Personal information
- Born: May 28, 1975 (age 51) San Juan, Puerto Rico

Career information
- Playing career: 1992–2006
- Coaching career: 2009–2015

Career history
- 1992–1995: Leones de Ponce
- 1996–1997: Cariduros de Fajardo
- 1998: Gallitos de Isabela
- 1999–2006: Cangrejeros de Santurce

Career highlights
- As player: 6× BSN Champion (1992, 1993, 1999, 2000, 2001, 2003); As coach: BSN Coach of the Year (2010);

= Rolando Hourruitiner =

Puerto Rican basketball player

Rolando Hourruitiner (born May 28, 1975) is a business professional and entrepreneur; focusing mainly in sports & entertainment, media, digital, mobile and hospitality. Hourruitiner is a former basketball player, coach and sports agent with extensive international exposure. He has also been featured as a basketball TV commentator and analyst in Puerto Rico.

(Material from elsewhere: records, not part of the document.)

//! Tone generator configuration.
//!
//! One core serves both front-ends: the oscilloscope build
//! ([`ToneConfig::default`]) and the plain build ([`ToneConfig::minimal`]).

use serde::{Deserialize, Serialize};

use crate::backend::AudioBackend;
use crate::dsp::analyser::Analyser;
use crate::dsp::oscillator::Waveform;
use crate::dsp::synth::Synth;
use crate::engine::{ToneEngine, Volume};
use crate::error::{AudioError, ToneError};
use crate::input::{InputCoordinator, TriggerMode};
use crate::pitch::{Note, Octave, Pitch};
use crate::surface::DisplaySurface;
use crate::visual::VisualizationFeed;

#[derive(Debug, Clone, PartialEq, Serialize, Deserialize)]
#[serde(default)]
pub struct ToneConfig {
    pub sample_rate: f64,
    /// Volume change per wheel notch, in percent.
    pub volume_step: u8,
    pub visualization: bool,
    pub fft_size: usize,
    pub mode: TriggerMode,
    pub note: Note,
    pub octave: Octave,
    pub waveform: Waveform,
    pub volume: Volume,
}

impl Default for ToneConfig {
    fn default() -> Self {
        ToneConfig {
            sample_rate: 44100.0,
            volume_step: 5,
            visualization: true,
            fft_size: 2048,
            mode: TriggerMode::Toggle,
            note: Note::A,
            octave: Octave::new(4),
            waveform: Waveform::Sine,
            volume: Volume::default(),
        }
    }
}

impl ToneConfig {
    /// No oscilloscope, fine-grained volume steps.
    pub fn minimal() -> Self {
        ToneConfig {
            volume_step: 1,
            visualization: false,
            ..ToneConfig::default()
        }
    }

    pub fn from_json(text: &str) -> Result<Self, ToneError> {
        Ok(serde_json::from_str(text)?)
    }

    pub fn volume_step(&self) -> i32 {
        self.volume_step.clamp(1, 100) as i32
    }

    pub fn pitch(&self) -> Pitch {
        Pitch::new(self.note, self.octave)
    }

    pub fn build_synth(&self) -> Result<Synth, AudioError> {
        let analyser = self.visualization.then(|| Analyser::new(self.fft_size));
        Synth::new(self.sample_rate, analyser)
    }

    /// Wire synth, engine, feed and coordinator together around `display`.
    pub fn build<D: DisplaySurface>(&self, display: D) -> Result<InputCoordinator<Synth, D>, AudioError> {
        let synth = self.build_synth()?;
        let feed = synth.analyser().map(VisualizationFeed::for_analyser);
        let pitch = self.pitch();
        let engine = ToneEngine::new(synth, pitch.frequency(), self.waveform, self.volume);
        Ok(InputCoordinator::new(
            engine,
            display,
            pitch,
            self.mode,
            self.volume_step(),
            feed,
        ))
    }
}
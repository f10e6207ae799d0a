//! Synth — the built-in audio backend.
//!
//! Voices are rendered in pure Rust so the same code runs inside an
//! AudioWorklet (via WASM) and offline. Scheduling calls are queued and
//! applied, in order, at the start of the next `render` call; one call is
//! one rendering quantum.

use tracing::{debug, warn};

use crate::backend::{AudioBackend, SessionId, VoiceSpec};
use crate::error::AudioError;

use super::analyser::Analyser;
use super::voice::Voice;

/// Frames per quantum in Web Audio. Hosts that pull with their own block
/// size still get per-call semantics.
pub const RENDER_QUANTUM: usize = 128;

#[derive(Debug, Clone, PartialEq)]
enum Command {
    Start { id: SessionId, spec: VoiceSpec },
    Stop(SessionId),
    SetFrequency(SessionId, f64),
    SetGain(SessionId, f64),
}

#[derive(Debug, Clone)]
pub struct Synth {
    sample_rate: f64,
    voices: Vec<(SessionId, Voice)>,
    pending: Vec<Command>,
    next_id: u64,
    analyser: Option<Analyser>,
    frames_rendered: u64,
}

impl Synth {
    pub fn new(sample_rate: f64, analyser: Option<Analyser>) -> Result<Self, AudioError> {
        if !sample_rate.is_finite() || sample_rate <= 0.0 {
            return Err(AudioError::InvalidSampleRate(sample_rate));
        }
        Ok(Synth {
            sample_rate,
            voices: Vec::new(),
            pending: Vec::new(),
            next_id: 0,
            analyser,
            frames_rendered: 0,
        })
    }

    pub fn sample_rate(&self) -> f64 {
        self.sample_rate
    }

    /// Voices currently producing sound (after the last applied quantum).
    pub fn live_voices(&self) -> usize {
        self.voices.len()
    }

    pub fn voice(&self, id: SessionId) -> Option<&Voice> {
        self.voices.iter().find(|(v, _)| *v == id).map(|(_, voice)| voice)
    }

    pub fn frames_rendered(&self) -> u64 {
        self.frames_rendered
    }

    /// Apply queued commands, then fill `out` with mono samples.
    pub fn render(&mut self, out: &mut [f32]) {
        self.apply_pending();

        for frame in out.iter_mut() {
            let mut sum = 0.0;
            for (_, voice) in self.voices.iter_mut() {
                sum += voice.next_sample();
            }
            *frame = sum as f32;
            if let Some(analyser) = self.analyser.as_mut() {
                analyser.push(*frame);
            }
        }

        self.frames_rendered += out.len() as u64;
    }

    /// Render `frames` samples into a fresh buffer, one quantum at a time.
    pub fn render_frames(&mut self, frames: usize) -> Vec<f32> {
        let mut out = vec![0.0; frames];
        for chunk in out.chunks_mut(RENDER_QUANTUM) {
            self.render(chunk);
        }
        out
    }

    fn apply_pending(&mut self) {
        for command in std::mem::take(&mut self.pending) {
            match command {
                Command::Start { id, spec } => {
                    let voice = Voice::new(spec.waveform, spec.frequency, spec.gain, self.sample_rate);
                    self.voices.push((id, voice));
                }
                Command::Stop(id) => {
                    let before = self.voices.len();
                    self.voices.retain(|(v, _)| *v != id);
                    if self.voices.len() == before {
                        warn!(session = id.0, "stop for a session that is not live");
                    }
                }
                Command::SetFrequency(id, frequency) => match self.voice_mut(id) {
                    Some(voice) => voice.set_frequency(frequency),
                    None => warn!(session = id.0, "dropped frequency change for released session"),
                },
                Command::SetGain(id, gain) => match self.voice_mut(id) {
                    Some(voice) => voice.set_gain(gain),
                    None => warn!(session = id.0, "dropped gain change for released session"),
                },
            }
        }
    }

    fn voice_mut(&mut self, id: SessionId) -> Option<&mut Voice> {
        self.voices
            .iter_mut()
            .find(|(v, _)| *v == id)
            .map(|(_, voice)| voice)
    }
}

impl AudioBackend for Synth {
    fn start_voice(&mut self, spec: VoiceSpec) -> Result<SessionId, AudioError> {
        self.next_id += 1;
        let id = SessionId(self.next_id);
        debug!(session = id.0, waveform = %spec.waveform, frequency = spec.frequency, "queue start");
        self.pending.push(Command::Start { id, spec });
        Ok(id)
    }

    fn stop_voice(&mut self, id: SessionId) {
        self.pending.push(Command::Stop(id));
    }

    fn set_frequency(&mut self, id: SessionId, frequency: f64) {
        self.pending.push(Command::SetFrequency(id, frequency));
    }

    fn set_gain(&mut self, id: SessionId, gain: f64) {
        self.pending.push(Command::SetGain(id, gain));
    }

    fn analyser(&self) -> Option<&Analyser> {
        self.analyser.as_ref()
    }
}

#[cfg(test)]
mod tests {
    use super::*;
    use crate::dsp::oscillator::Waveform;

    fn spec(frequency: f64) -> VoiceSpec {
        VoiceSpec {
            waveform: Waveform::Sine,
            frequency,
            gain: 0.5,
        }
    }

    fn peak(samples: &[f32]) -> f32 {
        samples.iter().fold(0.0, |m, s| m.max(s.abs()))
    }

    #[test]
    fn rejects_bad_sample_rate() {
        assert!(Synth::new(0.0, None).is_err());
        assert!(Synth::new(f64::NAN, None).is_err());
        assert!(Synth::new(44100.0, None).is_ok());
    }

    #[test]
    fn silent_without_voices() {
        let mut synth = Synth::new(44100.0, None).unwrap();
        let out = synth.render_frames(512);
        assert!(out.iter().all(|&s| s == 0.0));
    }

    #[test]
    fn start_takes_effect_on_next_quantum() {
        let mut synth = Synth::new(44100.0, None).unwrap();
        let id = synth.start_voice(spec(440.0)).unwrap();
        assert_eq!(synth.live_voices(), 0, "nothing applied before render");

        let out = synth.render_frames(RENDER_QUANTUM * 4);
        assert_eq!(synth.live_voices(), 1);
        assert!(synth.voice(id).is_some());
        assert!(peak(&out) > 0.4, "voice should be audible");
    }

    #[test]
    fn commands_apply_in_order() {
        let mut synth = Synth::new(44100.0, None).unwrap();
        let id = synth.start_voice(spec(440.0)).unwrap();
        synth.set_frequency(id, 880.0);
        synth.set_gain(id, 0.25);
        synth.render_frames(RENDER_QUANTUM);

        let voice = synth.voice(id).expect("voice is live");
        assert_eq!(voice.oscillator.frequency(), 880.0);
        assert_eq!(voice.gain(), 0.25);
    }

    #[test]
    fn stale_commands_are_dropped() {
        let mut synth = Synth::new(44100.0, None).unwrap();
        let id = synth.start_voice(spec(440.0)).unwrap();
        synth.render_frames(RENDER_QUANTUM);
        synth.stop_voice(id);
        synth.set_frequency(id, 1000.0);
        synth.set_gain(id, 1.0);
        synth.render_frames(RENDER_QUANTUM);

        assert_eq!(synth.live_voices(), 0);
        let out = synth.render_frames(RENDER_QUANTUM);
        assert!(out.iter().all(|&s| s == 0.0), "released voice must stay silent");
    }

    #[test]
    fn ids_are_never_reused() {
        let mut synth = Synth::new(44100.0, None).unwrap();
        let a = synth.start_voice(spec(440.0)).unwrap();
        synth.stop_voice(a);
        let b = synth.start_voice(spec(440.0)).unwrap();
        assert_ne!(a, b);
    }

    #[test]
    fn analyser_sees_output() {
        let mut synth = Synth::new(44100.0, Some(Analyser::new(256))).unwrap();
        synth.start_voice(spec(440.0)).unwrap();
        let out = synth.render_frames(1024);

        let mut tapped = [0.0f32; 256];
        let analyser = synth.analyser().expect("tap configured");
        assert_eq!(analyser.time_domain_data(&mut tapped), 256);
        assert_eq!(&tapped[..], &out[1024 - 256..]);
        assert_eq!(synth.frames_rendered(), 1024);
    }
}
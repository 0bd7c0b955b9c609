use thiserror::Error;

#[derive(Error, Debug)]
pub enum ChartError {
    #[error("Configuration error: {0}")]
    ConfigError(String),

    // Non-positive or non-finite viewport measurement
    #[error("Invalid dimension: {name} must be a positive number, got {value}")]
    InvalidDimension { name: &'static str, value: f64 },

    #[error("I/O error: {source}")]
    IoError {
        #[from]
        source: std::io::Error,
    },

    #[error("JSON error: {source}")]
    JsonError {
        #[from]
        source: serde_json::Error,
    },

    #[error(transparent)]
    AnyhowError(#[from] anyhow::Error),
}

pub type Result<T> = std::result::Result<T, ChartError>;

/// Accepts finite, strictly positive measurements.
pub fn check_dimension(name: &'static str, value: f64) -> Result<f64> {
    if value.is_finite() && value > 0.0 {
        Ok(value)
    } else {
        Err(ChartError::InvalidDimension { name, value })
    }
}
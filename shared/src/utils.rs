// Locale-style number formatting for axis labels.
use serde::{Deserialize, Serialize};

/// Separator and precision rules for rendering prices as text.
///
/// The default mirrors en-US grouping (`42,766.667`); [`NumberFormat::brazilian`]
/// gives the pt-BR form (`42.766,667`).
#[derive(Debug, Clone, Copy, PartialEq, Eq, Serialize, Deserialize)]
#[serde(default)]
pub struct NumberFormat {
    pub thousand_separator: char,
    pub decimal_separator: char,
    pub max_fraction_digits: usize,
}

impl Default for NumberFormat {
    fn default() -> Self {
        Self {
            thousand_separator: ',',
            decimal_separator: '.',
            max_fraction_digits: 3,
        }
    }
}

impl NumberFormat {
    pub fn brazilian() -> Self {
        Self {
            thousand_separator: '.',
            decimal_separator: ',',
            max_fraction_digits: 3,
        }
    }

    /// Rounds to `max_fraction_digits`, drops trailing zeros in the fraction
    /// and groups the integer part in threes.
    pub fn format(&self, value: f64) -> String {
        if !value.is_finite() {
            return value.to_string();
        }

        let rounded = format!("{:.*}", self.max_fraction_digits, value.abs());
        let (int_part, frac_part) = match rounded.split_once('.') {
            Some((i, f)) => (i, f.trim_end_matches('0')),
            None => (rounded.as_str(), ""),
        };

        let mut out = String::with_capacity(rounded.len() + int_part.len() / 3 + 1);
        // "-0" is not a useful label
        let is_zero = int_part.bytes().all(|b| b == b'0') && frac_part.is_empty();
        if value.is_sign_negative() && !is_zero {
            out.push('-');
        }
        for (i, digit) in int_part.chars().enumerate() {
            if i > 0 && (int_part.len() - i) % 3 == 0 {
                out.push(self.thousand_separator);
            }
            out.push(digit);
        }
        if !frac_part.is_empty() {
            out.push(self.decimal_separator);
            out.push_str(frac_part);
        }
        out
    }
}

#[cfg(test)]
mod tests {
    use super::*;

    #[test]
    fn test_format_groups_thousands() {
        let fmt = NumberFormat::default();
        assert_eq!(fmt.format(43000.0), "43,000");
        assert_eq!(fmt.format(1234567.0), "1,234,567");
        assert_eq!(fmt.format(999.0), "999");
        assert_eq!(fmt.format(0.0), "0");
    }

    #[test]
    fn test_format_rounds_and_trims_fraction() {
        let fmt = NumberFormat::default();
        assert_eq!(fmt.format(42766.666666), "42,766.667");
        assert_eq!(fmt.format(12.5), "12.5");
        assert_eq!(fmt.format(12.0004), "12");
    }

    #[test]
    fn test_format_negative_values() {
        let fmt = NumberFormat::default();
        assert_eq!(fmt.format(-1500.25), "-1,500.25");
        assert_eq!(fmt.format(-0.0001), "0");
    }

    #[test]
    fn test_format_brazilian() {
        let fmt = NumberFormat::brazilian();
        assert_eq!(fmt.format(600822115.84), "600.822.115,84");
        assert_eq!(fmt.format(124080.0), "124.080");
    }
}
// Chart settings, loaded from the embedded default.json or a user-supplied file
use crate::data::csv_parser::CsvSeriesLoader;
use crate::error::{check_dimension, ChartError, Result};
use crate::geometry::{GeometryEngine, ViewportDimensions};
use crate::scale::ScaleCalculator;
use serde::{Deserialize, Serialize};
use shared::NumberFormat;
use std::path::Path;

#[derive(Debug, Clone, PartialEq, Serialize, Deserialize, Default)]
#[serde(default)]
pub struct ChartSettings {
    pub viewport: ViewportSettings,
    pub margins: MarginSettings,
    pub scale: ScaleSettings,
    pub candle: CandleSettings,
    pub volume: VolumeSettings,
    pub labels: NumberFormat,
    pub data: DataSettings,
}

#[derive(Debug, Clone, PartialEq, Serialize, Deserialize)]
#[serde(default)]
pub struct ViewportSettings {
    pub width: f64,
    pub height: f64,
    pub candle_width: f64,
}

impl Default for ViewportSettings {
    fn default() -> Self {
        Self {
            width: 800.0,
            height: 400.0,
            candle_width: 12.0,
        }
    }
}

// Fixed insets reserved for the axis gutters
#[derive(Debug, Clone, PartialEq, Serialize, Deserialize)]
#[serde(default)]
pub struct MarginSettings {
    pub left: f64,
    pub top: f64,
}

impl Default for MarginSettings {
    fn default() -> Self {
        Self { left: 20.0, top: 20.0 }
    }
}

#[derive(Debug, Clone, PartialEq, Serialize, Deserialize)]
#[serde(default)]
pub struct ScaleSettings {
    pub padding_ratio: f64,
    pub snap_step: f64,
    pub label_count: usize,
}

impl Default for ScaleSettings {
    fn default() -> Self {
        Self {
            padding_ratio: 0.10,
            snap_step: 100.0,
            label_count: 7,
        }
    }
}

#[derive(Debug, Clone, PartialEq, Serialize, Deserialize)]
#[serde(default)]
pub struct CandleSettings {
    pub min_body_height: f64,
}

impl Default for CandleSettings {
    fn default() -> Self {
        Self { min_body_height: 2.0 }
    }
}

// `reference_volume` units are drawn `reference_height` pixels tall
#[derive(Debug, Clone, PartialEq, Serialize, Deserialize)]
#[serde(default)]
pub struct VolumeSettings {
    pub reference_volume: f64,
    pub reference_height: f64,
}

impl Default for VolumeSettings {
    fn default() -> Self {
        Self {
            reference_volume: 250.0,
            reference_height: 60.0,
        }
    }
}

#[derive(Debug, Clone, PartialEq, Serialize, Deserialize)]
#[serde(default)]
pub struct DataSettings {
    pub csv_delimiter: char,
    // Number separators of the input files, independent of the axis label format
    pub thousand_separator: char,
    pub decimal_separator: char,
    pub date_format: String,
    pub time_format: String,
    pub label_format: String, // used when a date column is present
}

impl Default for DataSettings {
    fn default() -> Self {
        Self {
            csv_delimiter: ';',
            thousand_separator: '.',
            decimal_separator: ',',
            date_format: "%d/%m/%Y".to_string(),
            time_format: "%H:%M:%S".to_string(),
            label_format: "%d/%m/%Y %H:%M:%S".to_string(),
        }
    }
}

// Beyond this the f64 labels only show rounding noise
const MAX_FRACTION_DIGITS: usize = 10;

fn check_non_negative(name: &str, value: f64) -> Result<()> {
    if value.is_finite() && value >= 0.0 {
        Ok(())
    } else {
        Err(ChartError::ConfigError(format!(
            "{} must be a non-negative number, got {}",
            name, value
        )))
    }
}

impl ChartSettings {
    pub fn load_default() -> Result<Self> {
        Self::from_json_str(include_str!("../../config/default.json"))
    }

    pub fn from_json_str(json: &str) -> Result<Self> {
        let settings: ChartSettings = serde_json::from_str(json)?;
        settings.validate()?;
        Ok(settings)
    }

    pub fn from_file(path: impl AsRef<Path>) -> Result<Self> {
        let path = path.as_ref();
        let json = std::fs::read_to_string(path)?;
        tracing::debug!(path = %path.display(), "loading chart settings");
        Self::from_json_str(&json)
    }

    pub fn validate(&self) -> Result<()> {
        check_dimension("viewport.width", self.viewport.width)?;
        check_dimension("viewport.height", self.viewport.height)?;
        check_dimension("viewport.candle_width", self.viewport.candle_width)?;

        check_non_negative("scale.padding_ratio", self.scale.padding_ratio)?;
        check_non_negative("candle.min_body_height", self.candle.min_body_height)?;
        check_non_negative("volume.reference_height", self.volume.reference_height)?;
        check_non_negative("margins.left", self.margins.left)?;
        check_non_negative("margins.top", self.margins.top)?;
        if !(self.scale.snap_step.is_finite() && self.scale.snap_step > 0.0) {
            return Err(ChartError::ConfigError(format!(
                "scale.snap_step must be positive, got {}",
                self.scale.snap_step
            )));
        }
        if self.scale.label_count < 2 {
            return Err(ChartError::ConfigError(format!(
                "scale.label_count must be at least 2, got {}",
                self.scale.label_count
            )));
        }
        if !(self.volume.reference_volume.is_finite() && self.volume.reference_volume > 0.0) {
            return Err(ChartError::ConfigError(format!(
                "volume.reference_volume must be positive, got {}",
                self.volume.reference_volume
            )));
        }
        if self.labels.max_fraction_digits > MAX_FRACTION_DIGITS {
            return Err(ChartError::ConfigError(format!(
                "labels.max_fraction_digits must be at most {}, got {}",
                MAX_FRACTION_DIGITS, self.labels.max_fraction_digits
            )));
        }
        if self.labels.thousand_separator == self.labels.decimal_separator {
            return Err(ChartError::ConfigError(format!(
                "labels: thousand and decimal separators are both '{}'",
                self.labels.decimal_separator
            )));
        }
        if self.data.thousand_separator == self.data.decimal_separator {
            return Err(ChartError::ConfigError(format!(
                "data: thousand and decimal separators are both '{}'",
                self.data.decimal_separator
            )));
        }
        if !self.data.csv_delimiter.is_ascii() {
            return Err(ChartError::ConfigError(format!(
                "data.csv_delimiter must be a single ASCII character, got '{}'",
                self.data.csv_delimiter
            )));
        }
        Ok(())
    }

    pub fn viewport(&self) -> ViewportDimensions {
        ViewportDimensions {
            width: self.viewport.width,
            height: self.viewport.height,
            candle_width: self.viewport.candle_width,
        }
    }

    pub fn scale_calculator(&self) -> ScaleCalculator {
        ScaleCalculator {
            padding_ratio: self.scale.padding_ratio,
            snap_step: self.scale.snap_step,
            label_count: self.scale.label_count,
            format: self.labels,
        }
    }

    pub fn geometry_engine(&self) -> GeometryEngine {
        GeometryEngine {
            left_margin: self.margins.left,
            top_inset: self.margins.top,
            min_body_height: self.candle.min_body_height,
            reference_volume: self.volume.reference_volume,
            reference_height: self.volume.reference_height,
        }
    }

    pub fn csv_loader(&self) -> CsvSeriesLoader {
        CsvSeriesLoader {
            delimiter: self.data.csv_delimiter as u8,
            thousand_separator: self.data.thousand_separator,
            decimal_separator: self.data.decimal_separator,
            date_format: self.data.date_format.clone(),
            time_format: self.data.time_format.clone(),
            label_format: self.data.label_format.clone(),
        }
    }
}
// Candlestick chart layout engine
//
// Turns an OHLCV series and a viewport into pixel-space candle shapes and
// axis labels. Painting is left to whatever consumes the geometry.

pub mod config;
pub mod data;
pub mod error;
pub mod geometry;
pub mod interaction;
pub mod layout;
pub mod scale;

pub use config::ChartSettings;
pub use error::{ChartError, Result};
pub use geometry::{layout, CandleGeometry, GeometryEngine, PriceMapper, ViewportDimensions};
pub use interaction::InteractionAdapter;
pub use layout::{AxisLabels, ChartLayout, LayoutController, LayoutState};
pub use scale::{compute_scale, PriceScale, ScaleCalculator};
pub use shared::{CandlestickPoint, Series};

Rolando was a member of the Puerto Rico Basketball National Team from 1995 until 2004, including been a key player of the 2004 team that defeated the United States Basketball National Team at the 2004 Olympic Games in Athens, Greece. He also competed in PanAm Games, Goodwill Games and FIBA World Cup.

Hourruitiner graduated from Charleston Southern University in Charleston, SC, in 1998. He was co-captain of the 1996-1997 Charleston Southern Buccaneers men's basketball team, which won the Big South Conference championship and qualified for the 1997 NCAA basketball tournament. The appearance marked Charleston Southern's first entry in the NCAA tournament.

In October, 2015, Rolando was inducted into the Sports Hall of Fame of his hometown Caguas, Puerto Rico (Pabellón de la Fama del Deporte Cagüeño). He was honored and recognized for his years of continued success as a basketball player, coach and executive, including his 10 years (1995–2004) as a member of the Puerto Rico Basketball National Team.